Faust

Faust

Alexander Sokurov (2011)

The screenplay – by the director, Marina Koreneva and Yuri Arabov – draws both on Goethe and on Thomas Mann’s Doctor Faustus.  The film, in German, is set in the early nineteenth century (in other words, in Goethe’s own lifetime) and Alexander Sokurov’s realisation of this world is very fine.   He conveys an overpowering sense of the physical basis of human life.  Faust’s interior monologues reflect a mind grappling with the realities of appetency, of flesh and blood and bodily stench.  Death is everywhere – in the mortuary, in the alleyways of the neighbourhood, and inside Faust’s head.   The predominating earth colours in the cinematographer Bruno Delbonnel’s palette help to reinforce both the physical insistency of this world and its transience.  Yet Faust apprehends or wants to apprehend, in spite of the evidence of his senses, a spiritual dimension to existence – in an early scene, we watch him literally searching for the human soul in the body parts of a corpse – and Sokurov weaves into his startlingly carnal universe images and movements, of animals, birds and sometimes people, which are unnervingly sudden and supernatural.  At the very start of the film, the camera moves from what seems an extraterrestrial viewpoint towards a landscape – are the white things fluttering about a mountainside seagulls or sheets of paper?
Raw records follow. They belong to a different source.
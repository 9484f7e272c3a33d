//! クライアントエラー型

use thiserror::Error;

/// サーバーのレスポンスを得られなかったことを表すエラー
///
/// サーバーが返した 4xx / 5xx はここには含まれない。
#[derive(Debug, Clone, PartialEq, Eq, Error)]
pub enum ClientError {
   /// 必須フィールドの欠落（ネットワークには到達していない）
   #[error("{0}")]
   Validation(&'static str),

   /// HTTP クライアントを構築できない
   #[error("HTTP クライアントを利用できません: {0}")]
   TransportUnavailable(String),

   /// リクエストの送信またはレスポンスの読み出しに失敗した
   #[error("ネットワークエラー: {0}")]
   Transport(String),
}

impl From<reqwest::Error> for ClientError {
   fn from(err: reqwest::Error) -> Self {
      ClientError::Transport(err.to_string())
   }
}
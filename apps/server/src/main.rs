//! # Healthdash サーバー
//!
//! ダッシュボードから送られる Figma インポートリクエストを受け付ける API サーバー。
//!
//! ## アーキテクチャ
//!
//! ```text
//! ┌──────────────┐     ┌──────────────┐     ┌──────────────┐
//! │  Dashboard   │────▶│    Server    │────▶│  Figma API   │
//! │   (client)   │     │  port: 3001  │     │ (プローブ)   │
//! └──────────────┘     └──────────────┘     └──────────────┘
//! ```
//!
//! Figma API へのプローブは `NG_APP_FEATURE_FLAGS` に `allowFigmaOutbound`
//! が含まれる場合のみ行う。
//!
//! ## 起動方法
//!
//! ```bash
//! # 開発環境（.env ファイルを使用）
//! cargo run -p healthdash-server
//!
//! # プローブを有効にして起動
//! NG_APP_FEATURE_FLAGS=allowFigmaOutbound PORT=8080 cargo run -p healthdash-server --release
//! ```

use std::net::SocketAddr;

use anyhow::Context as _;
use healthdash_server::{app_builder::build_app, config::ServerConfig};
use healthdash_shared::observability::{TracingConfig, init_tracing};
use tokio::net::TcpListener;

/// サーバーのエントリーポイント
///
/// 1. 環境変数の読み込み（.env ファイル）
/// 2. アプリケーション設定の読み込み
/// 3. トレーシングの初期化（環境名でログ形式を決める）
/// 4. ルーターの構築
/// 5. HTTP サーバーの起動
#[tokio::main]
async fn main() -> anyhow::Result<()> {
   // .env ファイルを読み込む（存在する場合）
   dotenvy::dotenv().ok();

   let config = ServerConfig::from_env();

   let tracing_config = TracingConfig::from_env("server", &config.app.env);
   let service = tracing_config.service_name.clone();
   init_tracing(tracing_config);
   let _tracing_guard = tracing::info_span!("app", %service).entered();

   tracing::info!(
      env = %config.app.env,
      figma_outbound = config.app.feature_flags.allows_figma_outbound(),
      probe_timeout_ms = config.probe_timeout_ms(),
      "設定を読み込みました"
   );

   let app = build_app(&config);

   let addr: SocketAddr = format!("{}:{}", config.host, config.port)
      .parse()
      .context("アドレスのパースに失敗しました")?;

   let listener = TcpListener::bind(addr)
      .await
      .with_context(|| format!("{addr} へのバインドに失敗しました"))?;
   tracing::info!("サーバーが起動しました: http://{}", addr);
   tracing::info!("ヘルスチェック: http://{}{}", addr, config.health_path);

   axum::serve(listener, app).await?;

   Ok(())
}
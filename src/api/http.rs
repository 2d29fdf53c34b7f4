//! HTTP implementation of the admin API

use super::{AdminApi, ApiError};
use crate::models::{
    ActivityLogEntry, MetricsSnapshot, ProtoMapping, ProtoMappingDraft, RequestLogEntry,
    ResourceId, Route, RouteDraft, ServerLogEntry, Service, ServiceDraft, TraceEntry,
};
use async_trait::async_trait;
use reqwest::Method;
use serde::Serialize;
use serde::de::DeserializeOwned;
use std::time::Duration;
use url::Url;

/// Admin API client backed by `reqwest`
#[derive(Clone)]
pub struct HttpAdminClient {
    client: reqwest::Client,
    base: Url,
}

impl HttpAdminClient {
    /// Create a client for the gateway at `base_url`
    ///
    /// Every request is bounded by `timeout`, so a hung call settles as a
    /// transport failure.
    pub fn new(base_url: &str, timeout: Duration) -> Result<Self, ApiError> {
        let base = Url::parse(base_url.trim()).map_err(|e| ApiError::InvalidUrl {
            url: base_url.to_string(),
            message: e.to_string(),
        })?;

        if !matches!(base.scheme(), "http" | "https") {
            return Err(ApiError::InvalidUrl {
                url: base_url.to_string(),
                message: format!("unsupported scheme '{}'", base.scheme()),
            });
        }

        let client = reqwest::Client::builder()
            .timeout(timeout)
            .build()
            .map_err(|e| ApiError::transport(base_url, e))?;

        tracing::debug!("Created admin client for: {} (timeout {:?})", base, timeout);

        Ok(Self { client, base })
    }

    pub fn base_url(&self) -> &Url {
        &self.base
    }

    /// Build `<base>/admin/<segments...>`, percent-encoding each segment
    fn endpoint(&self, segments: &[&str]) -> Result<Url, ApiError> {
        let mut url = self.base.clone();
        url.path_segments_mut()
            .map_err(|_| ApiError::InvalidUrl {
                url: self.base.to_string(),
                message: "URL cannot be a base".to_string(),
            })?
            .pop_if_empty()
            .push("admin")
            .extend(segments);
        Ok(url)
    }

    /// Send a request and return the body text of a 2xx response
    async fn execute<B: Serialize + ?Sized>(
        &self,
        method: Method,
        url: Url,
        body: Option<&B>,
    ) -> Result<String, ApiError> {
        tracing::debug!("{} {}", method, url);

        let mut req = self.client.request(method.clone(), url.clone());
        if let Some(body) = body {
            req = req.json(body);
        }

        let resp = req
            .send()
            .await
            .map_err(|e| ApiError::transport(url.as_str(), e))?;

        let status = resp.status();
        let text = resp
            .text()
            .await
            .map_err(|e| ApiError::transport(url.as_str(), e))?;

        if !status.is_success() {
            return Err(ApiError::Status {
                method: method.to_string(),
                url: url.to_string(),
                status: status.as_u16(),
                body: text,
            });
        }

        Ok(text)
    }

    async fn get_list<T: DeserializeOwned>(&self, segments: &[&str]) -> Result<Vec<T>, ApiError> {
        let url = self.endpoint(segments)?;
        let text = self.execute::<()>(Method::GET, url.clone(), None).await?;
        decode_or_default(url.as_str(), &text)
    }

    async fn send_record<B, T>(
        &self,
        method: Method,
        segments: &[&str],
        body: &B,
    ) -> Result<T, ApiError>
    where
        B: Serialize + ?Sized,
        T: DeserializeOwned,
    {
        let url = self.endpoint(segments)?;
        let text = self.execute(method, url.clone(), Some(body)).await?;
        serde_json::from_str(&text).map_err(|e| ApiError::Decode {
            url: url.to_string(),
            message: e.to_string(),
        })
    }

    async fn delete(&self, collection: &str, id: ResourceId) -> Result<(), ApiError> {
        let id = id.to_string();
        let url = self.endpoint(&[collection, &id])?;
        self.execute::<()>(Method::DELETE, url, None).await?;
        Ok(())
    }
}

/// Decode a body, treating an empty or `null` payload as the default value
fn decode_or_default<T>(url: &str, text: &str) -> Result<T, ApiError>
where
    T: DeserializeOwned + Default,
{
    let trimmed = text.trim();
    if trimmed.is_empty() || trimmed == "null" {
        return Ok(T::default());
    }
    serde_json::from_str(trimmed).map_err(|e| ApiError::Decode {
        url: url.to_string(),
        message: e.to_string(),
    })
}

#[async_trait]
impl AdminApi for HttpAdminClient {
    async fn list_services(&self) -> Result<Vec<Service>, ApiError> {
        self.get_list(&["services"]).await
    }

    async fn create_service(&self, draft: &ServiceDraft) -> Result<Service, ApiError> {
        self.send_record(Method::POST, &["services"], draft).await
    }

    async fn update_service(
        &self,
        id: ResourceId,
        draft: &ServiceDraft,
    ) -> Result<Service, ApiError> {
        self.send_record(Method::PUT, &["services", &id.to_string()], draft)
            .await
    }

    async fn delete_service(&self, id: ResourceId) -> Result<(), ApiError> {
        self.delete("services", id).await
    }

    async fn list_routes(&self) -> Result<Vec<Route>, ApiError> {
        self.get_list(&["routes"]).await
    }

    async fn create_route(&self, draft: &RouteDraft) -> Result<Route, ApiError> {
        self.send_record(Method::POST, &["routes"], draft).await
    }

    async fn update_route(&self, id: ResourceId, draft: &RouteDraft) -> Result<Route, ApiError> {
        self.send_record(Method::PUT, &["routes", &id.to_string()], draft)
            .await
    }

    async fn delete_route(&self, id: ResourceId) -> Result<(), ApiError> {
        self.delete("routes", id).await
    }

    async fn list_proto_mappings(&self) -> Result<Vec<ProtoMapping>, ApiError> {
        self.get_list(&["proto-mappings"]).await
    }

    async fn create_proto_mapping(
        &self,
        draft: &ProtoMappingDraft,
    ) -> Result<ProtoMapping, ApiError> {
        self.send_record(Method::POST, &["proto-mappings"], draft)
            .await
    }

    async fn update_proto_mapping(
        &self,
        id: ResourceId,
        draft: &ProtoMappingDraft,
    ) -> Result<ProtoMapping, ApiError> {
        self.send_record(Method::PUT, &["proto-mappings", &id.to_string()], draft)
            .await
    }

    async fn delete_proto_mapping(&self, id: ResourceId) -> Result<(), ApiError> {
        self.delete("proto-mappings", id).await
    }

    async fn metrics(&self) -> Result<MetricsSnapshot, ApiError> {
        let url = self.endpoint(&["metrics"])?;
        let text = self.execute::<()>(Method::GET, url.clone(), None).await?;
        decode_or_default(url.as_str(), &text)
    }

    async fn activity_logs(&self) -> Result<Vec<ActivityLogEntry>, ApiError> {
        self.get_list(&["logs"]).await
    }

    async fn request_logs(&self) -> Result<Vec<RequestLogEntry>, ApiError> {
        self.get_list(&["request-logs"]).await
    }

    async fn server_logs(&self) -> Result<Vec<ServerLogEntry>, ApiError> {
        self.get_list(&["server-logs"]).await
    }

    async fn traces(&self, request_id: &str) -> Result<Vec<TraceEntry>, ApiError> {
        self.get_list(&["traces", request_id]).await
    }
}

#[cfg(test)]
mod tests {
    use super::*;

    fn client(base: &str) -> HttpAdminClient {
        HttpAdminClient::new(base, Duration::from_secs(1)).unwrap()
    }

    #[test]
    fn test_endpoint_at_root() {
        let c = client("http://localhost:8080");
        let url = c.endpoint(&["services"]).unwrap();
        assert_eq!(url.as_str(), "http://localhost:8080/admin/services");
    }

    #[test]
    fn test_endpoint_under_prefix() {
        for base in ["http://gw.internal/console", "http://gw.internal/console/"] {
            let url = client(base).endpoint(&["routes", "12"]).unwrap();
            assert_eq!(url.as_str(), "http://gw.internal/console/admin/routes/12");
        }
    }

    #[test]
    fn test_trace_id_is_escaped() {
        let url = client("http://localhost:8080")
            .endpoint(&["traces", "a/b c"])
            .unwrap();
        assert_eq!(url.as_str(), "http://localhost:8080/admin/traces/a%2Fb%20c");
    }

    #[test]
    fn test_rejects_non_http_scheme() {
        let err = HttpAdminClient::new("ftp://gw", Duration::from_secs(1))
            .err()
            .unwrap();
        assert!(matches!(err, ApiError::InvalidUrl { .. }));
    }

    #[test]
    fn test_null_and_empty_lists_decode_as_empty() {
        for body in ["", "  ", "null", "[]"] {
            let services: Vec<Service> = decode_or_default("u", body).unwrap();
            assert!(services.is_empty(), "body {:?}", body);
        }
    }

    #[test]
    fn test_malformed_list_is_decode_error() {
        let err = decode_or_default::<Vec<Service>>("u", "{\"oops\"").unwrap_err();
        assert!(matches!(err, ApiError::Decode { .. }));
    }
}
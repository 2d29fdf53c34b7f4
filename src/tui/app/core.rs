//! Application state and main TUI logic

use super::state::{
    ConsoleEvent, ListingControl, Listings, PendingDelete, UIState, cycle_category, page_info,
};
use crate::config::Config;
use crate::crud::{CrudController, DeleteTarget};
use crate::models::{ProtoMapping, RequestLogEntry, ResourceDraft, Route, Service};
use crate::services::ConsoleSession;
use crate::store::{Collections, ConsoleView};
use crate::trace::TraceViewer;
use crate::tui::Theme;
use std::future::Future;
use std::sync::Arc;
use tokio::sync::mpsc;
use tokio::task::JoinSet;

/// Main application state
pub struct App {
    // Core data
    pub(crate) session: ConsoleSession,
    pub(crate) config: Config,
    pub(crate) theme: Theme,

    // Organized state
    pub(crate) listings: Listings,
    pub(crate) ui_state: UIState,
    pub(crate) crud: CrudController,
    pub(crate) trace: TraceViewer,
    pub(crate) confirmation_pending: Option<PendingDelete>,

    // Background work
    pub(crate) tasks: JoinSet<()>,
    pub(crate) events_tx: mpsc::UnboundedSender<ConsoleEvent>,
    pub(crate) events_rx: mpsc::UnboundedReceiver<ConsoleEvent>,
}

impl App {
    pub fn new(session: ConsoleSession, config: Config, theme: Theme) -> Self {
        let (events_tx, events_rx) = mpsc::unbounded_channel();
        Self {
            listings: Listings::new(config.ui.page_size),
            session,
            config,
            theme,
            ui_state: UIState::default(),
            crud: CrudController::new(),
            trace: TraceViewer::new(),
            confirmation_pending: None,
            tasks: JoinSet::new(),
            events_tx,
            events_rx,
        }
    }

    pub fn view(&self) -> ConsoleView {
        self.session.view()
    }

    pub fn session(&self) -> &ConsoleSession {
        &self.session
    }

    pub fn listings(&self) -> &Listings {
        &self.listings
    }

    pub fn crud(&self) -> &CrudController {
        &self.crud
    }

    pub fn trace(&self) -> &TraceViewer {
        &self.trace
    }

    pub fn selected_index(&self) -> usize {
        self.ui_state.selected_index
    }

    pub fn is_search_mode(&self) -> bool {
        self.ui_state.search_mode
    }

    pub fn is_confirming(&self) -> bool {
        self.confirmation_pending.is_some()
    }

    pub fn form_focus(&self) -> usize {
        self.ui_state.form_focus
    }

    pub fn status_message(&self) -> Option<&(String, bool)> {
        self.ui_state.status_message.as_ref()
    }

    pub fn set_status_message(&mut self, message: (String, bool)) {
        self.ui_state.status_message = Some(message);
        self.ui_state.status_message_time = Some(std::time::Instant::now());
    }

    /// Clear the status message once it has been shown long enough
    pub fn check_status_message_timeout(&mut self) {
        use crate::tui::constants::STATUS_MESSAGE_TIMEOUT_SECS;
        if let Some(set_at) = self.ui_state.status_message_time {
            if set_at.elapsed().as_secs() >= STATUS_MESSAGE_TIMEOUT_SECS {
                self.ui_state.status_message = None;
                self.ui_state.status_message_time = None;
            }
        }
    }

    /// Listing driven by the keyboard in the active view
    pub(crate) fn active_listing(&mut self) -> &mut dyn ListingControl {
        match self.view() {
            ConsoleView::Overview => &mut self.listings.activity,
            ConsoleView::Services => &mut self.listings.services,
            ConsoleView::Routes => &mut self.listings.routes,
            ConsoleView::ProtoMappings => &mut self.listings.proto_mappings,
            ConsoleView::Traffic => &mut self.listings.traffic,
            ConsoleView::SystemLogs => &mut self.listings.server_log,
        }
    }

    /// (rows on the current page, total pages) of the active listing
    pub(crate) fn active_page_info(&self) -> (usize, usize) {
        let l = &self.listings;
        self.session.store().read(|c| match self.view() {
            ConsoleView::Overview => page_info(&l.activity, &c.activity_log),
            ConsoleView::Services => page_info(&l.services, &c.services),
            ConsoleView::Routes => page_info(&l.routes, &c.routes),
            ConsoleView::ProtoMappings => page_info(&l.proto_mappings, &c.proto_mappings),
            ConsoleView::Traffic => page_info(&l.traffic, &c.traffic_log),
            ConsoleView::SystemLogs => page_info(&l.server_log, &c.server_log),
        })
    }

    pub(crate) fn cycle_active_category(&mut self) {
        let view = self.view();
        let l = &mut self.listings;
        self.session.store().read(|c| match view {
            ConsoleView::Overview => cycle_category(&mut l.activity, &c.activity_log),
            ConsoleView::Services => cycle_category(&mut l.services, &c.services),
            ConsoleView::Routes => cycle_category(&mut l.routes, &c.routes),
            ConsoleView::ProtoMappings => {
                cycle_category(&mut l.proto_mappings, &c.proto_mappings)
            }
            ConsoleView::Traffic => cycle_category(&mut l.traffic, &c.traffic_log),
            ConsoleView::SystemLogs => {}
        });
        self.ui_state.selected_index = 0;
    }

    /// Keep the page and selection in range after data or filters change
    pub(crate) fn clamp_selection(&mut self) {
        let (_, total_pages) = self.active_page_info();
        let last_page = total_pages.max(1);
        let listing = self.active_listing();
        if listing.page() > last_page {
            listing.set_page(last_page);
        }

        let (rows, _) = self.active_page_info();
        if self.ui_state.selected_index >= rows {
            self.ui_state.selected_index = rows.saturating_sub(1);
        }
    }

    fn selected<T>(
        &self,
        pick: impl FnOnce(&Listings, &Collections, usize) -> Option<T>,
    ) -> Option<T> {
        let index = self.ui_state.selected_index;
        self.session
            .store()
            .read(|c| pick(&self.listings, c, index))
    }

    pub fn selected_service(&self) -> Option<Service> {
        self.selected(|l, c, i| l.services.derive(&c.services).rows.get(i).map(|r| (*r).clone()))
    }

    pub fn selected_route(&self) -> Option<Route> {
        self.selected(|l, c, i| l.routes.derive(&c.routes).rows.get(i).map(|r| (*r).clone()))
    }

    pub fn selected_proto_mapping(&self) -> Option<ProtoMapping> {
        self.selected(|l, c, i| {
            l.proto_mappings
                .derive(&c.proto_mappings)
                .rows
                .get(i)
                .map(|r| (*r).clone())
        })
    }

    pub fn selected_request(&self) -> Option<RequestLogEntry> {
        self.selected(|l, c, i| {
            l.traffic
                .derive(&c.traffic_log)
                .rows
                .get(i)
                .map(|r| (*r).clone())
        })
    }

    /// Draft for editing the selected record of the active resource view
    pub(crate) fn selected_draft(&self) -> Option<ResourceDraft> {
        match self.view() {
            ConsoleView::Services => self.selected_service().map(|r| (&r).into()),
            ConsoleView::Routes => self.selected_route().map(|r| (&r).into()),
            ConsoleView::ProtoMappings => self.selected_proto_mapping().map(|r| (&r).into()),
            _ => None,
        }
    }

    /// Delete target for the selected record of the active resource view
    pub(crate) fn selected_delete_target(&self) -> Option<DeleteTarget> {
        match self.view() {
            ConsoleView::Services => self.selected_service().map(|r| (&r).into()),
            ConsoleView::Routes => self.selected_route().map(|r| (&r).into()),
            ConsoleView::ProtoMappings => self.selected_proto_mapping().map(|r| (&r).into()),
            _ => None,
        }
    }

    /// Run `task` in the background, tied to the app's lifetime
    pub(crate) fn spawn_task<F>(&mut self, task: F)
    where
        F: Future<Output = ()> + Send + 'static,
    {
        // Reap finished tasks so the set does not grow unbounded
        while self.tasks.try_join_next().is_some() {}
        self.tasks.spawn(task);
    }

    /// Refresh the active view on a background task
    ///
    /// Loading is raised before this returns.
    pub fn spawn_refresh(&mut self) {
        let view = self.view();
        let store = self.session.store().clone();
        let api = Arc::clone(self.session.api());
        let tx = self.events_tx.clone();
        let loading = store.begin_loading();

        self.spawn_task(async move {
            let report = store.refresh(api.as_ref(), view).await;
            drop(loading);
            let _ = tx.send(ConsoleEvent::Refreshed(view, report));
        });
    }

    /// Switch to `view`, resetting the selection and refreshing its data
    pub fn switch_view(&mut self, view: ConsoleView) {
        if view == self.view() {
            return;
        }
        self.session.select_view(view);
        self.ui_state.selected_index = 0;
        self.ui_state.search_mode = false;
        self.spawn_refresh();
    }

    /// Abort every background task
    pub fn shutdown(&mut self) {
        tracing::debug!("Aborting {} background tasks", self.tasks.len());
        self.tasks.abort_all();
        self.session.unmount();
    }
}
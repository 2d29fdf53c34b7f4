//! Fixed-interval background refreshes
//!
//! Each timer runs on its own task and is owned by a `PollHandle`. Stopping
//! or dropping the handle aborts the timer together with any refresh it
//! still has in flight.

use crate::api::AdminApi;
use crate::store::{Collection, ConsoleView, ResourceStore};
use std::future::Future;
use std::sync::Arc;
use std::time::Duration;
use tokio::task::{JoinHandle, JoinSet};
use tokio::time::{Instant, interval_at};

/// Default period of the metrics timer
pub const DEFAULT_METRICS_INTERVAL: Duration = Duration::from_secs(20);

/// Default period of the server console timer
pub const DEFAULT_SERVER_LOG_INTERVAL: Duration = Duration::from_secs(5);

const MIN_PERIOD: Duration = Duration::from_millis(10);

/// Owner of one running timer
pub struct PollHandle {
    name: &'static str,
    task: Option<JoinHandle<()>>,
}

impl PollHandle {
    pub fn name(&self) -> &'static str {
        self.name
    }

    pub fn is_running(&self) -> bool {
        self.task.as_ref().is_some_and(|t| !t.is_finished())
    }

    /// Abort the timer and its in-flight ticks
    pub fn stop(&mut self) {
        if let Some(task) = self.task.take() {
            tracing::debug!("Stopping poller: {}", self.name);
            task.abort();
        }
    }
}

impl Drop for PollHandle {
    fn drop(&mut self) {
        self.stop();
    }
}

/// Call `tick` every `period`, starting one period from now
///
/// Every tick spawns its own future, so a slow tick never delays or
/// swallows the next one.
pub fn spawn_poller<F, Fut>(name: &'static str, period: Duration, mut tick: F) -> PollHandle
where
    F: FnMut() -> Fut + Send + 'static,
    Fut: Future<Output = ()> + Send + 'static,
{
    let period = period.max(MIN_PERIOD);
    tracing::debug!("Starting poller: {} (every {:?})", name, period);

    let task = tokio::spawn(async move {
        let mut interval = interval_at(Instant::now() + period, period);
        let mut in_flight = JoinSet::new();

        loop {
            tokio::select! {
                _ = interval.tick() => {
                    in_flight.spawn(tick());
                }
                Some(_) = in_flight.join_next(), if !in_flight.is_empty() => {}
            }
        }
    });

    PollHandle {
        name,
        task: Some(task),
    }
}

/// Timer periods for the console
#[derive(Debug, Clone, Copy, PartialEq, Eq)]
pub struct PollIntervals {
    pub metrics: Duration,
    pub server_log: Duration,
}

impl Default for PollIntervals {
    fn default() -> Self {
        Self {
            metrics: DEFAULT_METRICS_INTERVAL,
            server_log: DEFAULT_SERVER_LOG_INTERVAL,
        }
    }
}

/// The console's two timers
///
/// Metrics refresh while the console is mounted. The server console only
/// refreshes while the system-log view is active.
pub struct ConsolePoller {
    api: Arc<dyn AdminApi>,
    store: ResourceStore,
    intervals: PollIntervals,
    metrics: Option<PollHandle>,
    server_log: Option<PollHandle>,
}

impl ConsolePoller {
    pub fn new(api: Arc<dyn AdminApi>, store: ResourceStore, intervals: PollIntervals) -> Self {
        Self {
            api,
            store,
            intervals,
            metrics: None,
            server_log: None,
        }
    }

    fn collection_timer(
        &self,
        name: &'static str,
        period: Duration,
        collection: Collection,
    ) -> PollHandle {
        let api = Arc::clone(&self.api);
        let store = self.store.clone();
        spawn_poller(name, period, move || {
            let api = Arc::clone(&api);
            let store = store.clone();
            async move {
                store.refresh_collections(api.as_ref(), &[collection]).await;
            }
        })
    }

    /// Start the metrics timer and the timers the initial view needs
    pub fn mount(&mut self, view: ConsoleView) {
        if self.metrics.is_none() {
            self.metrics = Some(self.collection_timer(
                "metrics",
                self.intervals.metrics,
                Collection::Metrics,
            ));
        }
        self.on_view_changed(view);
    }

    /// Start or stop the server console timer to match `view`
    pub fn on_view_changed(&mut self, view: ConsoleView) {
        if view == ConsoleView::SystemLogs {
            if self.server_log.is_none() {
                self.server_log = Some(self.collection_timer(
                    "server-log",
                    self.intervals.server_log,
                    Collection::ServerLog,
                ));
            }
        } else if let Some(mut handle) = self.server_log.take() {
            handle.stop();
        }
    }

    /// Stop every timer
    pub fn unmount(&mut self) {
        if let Some(mut handle) = self.metrics.take() {
            handle.stop();
        }
        if let Some(mut handle) = self.server_log.take() {
            handle.stop();
        }
    }

    pub fn is_mounted(&self) -> bool {
        self.metrics.is_some()
    }

    pub fn server_log_active(&self) -> bool {
        self.server_log.is_some()
    }

    pub fn intervals(&self) -> PollIntervals {
        self.intervals
    }
}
Sokurov, with the help of Delbonnel, maintains momentum by continuing, through the 134 minutes of the film, to create remarkable moving pictures – like the sequence in which the local women bathe and are joined in their ablutions by a hideously naked Mephistopheles.  The rolls of decaying (prosthetic) flab on his body are powerfully disgusting – they suggest putrid bandages as much as decaying flesh.  Faust very strongly visualises life as a largely unvarying, inescapably narrow passage.  Its limitation is that it’s dramatically monotonous too – it doesn’t really build.   As Faust, Johannes Zeiler has broad, rather coarse features but you see a mind working through them – Zeiler is well cast as a man struggling between physical and mental planes of existence.  Anton Adasinsky’s Mephistopheles – in the human form of a moneylender called Mauritius Müller – is a genuinely disturbing creature, although his grossly distended belly and huge hips and backside look more and more like padding as the film goes on.  The very pretty Isolde Dychuk, as Gretchen, is good at registering this young woman’s distaste for Faust, who lusts after her. The only actor I recognised was Hanna Schygulla as the moneylender’s wife.  Because I recognised her, I was conscious of her acting in a way I wasn’t with the rest of the cast; but Schygulla is, as usual, very strong – she’s able to make her character both typical and individual.